A participação política do jovem no Brasil contemporâneo
Enviada em 25/11/2020
A Constituição Federal de 1988 redefiniu as bases da democracia brasileira após 21 anos do Regime Militar. Naquele momento, deu-se novamente aos cidadãos a importante missão de definir os rumos da nação. Atualmente, no entanto, nota-se que a participação política do jovem no Brasil tem diminuído por conta da descrença política, seja ela devido aos escândalos ou até mesmo as notícias falsas.
Em plano inicial, é válido identificar como as notícias negativas de representantes mina a participação política da juventude. Ao mesmo tempo em que o Brasil encontra-se imerso em problemas como o crescimento do desemprego, a fome, o aumento da criminalidade e a extrema desigualdade social, é com frequência noticiado escândalos de corrupção nos mais variados níveis de poder público. Tal fato, aliado a um legislativo que, em muitos casos, não incentiva um amplo debate na criação das leis - não tão raras contrárias à opinião pública - cria um completo cenário de descrença política na juventude.
Além disso, há no Brasil - e no mundo - o obscurantismo político causado pelas notícias falsas. Em conjunto com a crise representativa estão as “fake news” minando a essência básica de qualquer democracia: o debate de ideias. Sendo assim, diferente do que pregava o filósofo Aristóteles, que a política é a ciência que tem por objetivo a felicidade humana, percebe-se que, hodiernamente, essa está se tornando sinônimo de confrontos agressivos ao indivíduo, principalmente nas redes sociais, criando extrema polarização na qual o diálogo e consequente resolução dos problemas nacionais se tornam menos viáveis.

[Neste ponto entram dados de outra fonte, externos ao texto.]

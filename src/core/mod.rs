//! Core data structures for monthly multi-series data.

mod dataset;
mod time_index;

pub use dataset::{Dataset, DatasetBuilder, Observation, Series, SourceRow};
pub use time_index::{Period, TimeIndex, MONTHS_PER_YEAR};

Desse modo, depreende-se que a falta de participação política atual tornou-se estrutural. Portanto, é papel do Poder Judiciário punir, rigorosamente, os desvios de conduta no meio político, de modo a dar exemplo à sociedade de que a impunidade não estará presente nesses casos. Além disso, o Ministério da Educação deve elaborar, nas escolas, um sistema de educação que dê capacitação aos mais jovens para lidar com as tecnologias digitais de forma crítica, além de reformular o ensino básico com a inserção de aulas voltadas a valorizar a participação política como expressão de plena cidadania. Assim, o engajamento político jovial se fortalecerá e objetivará a felicidade.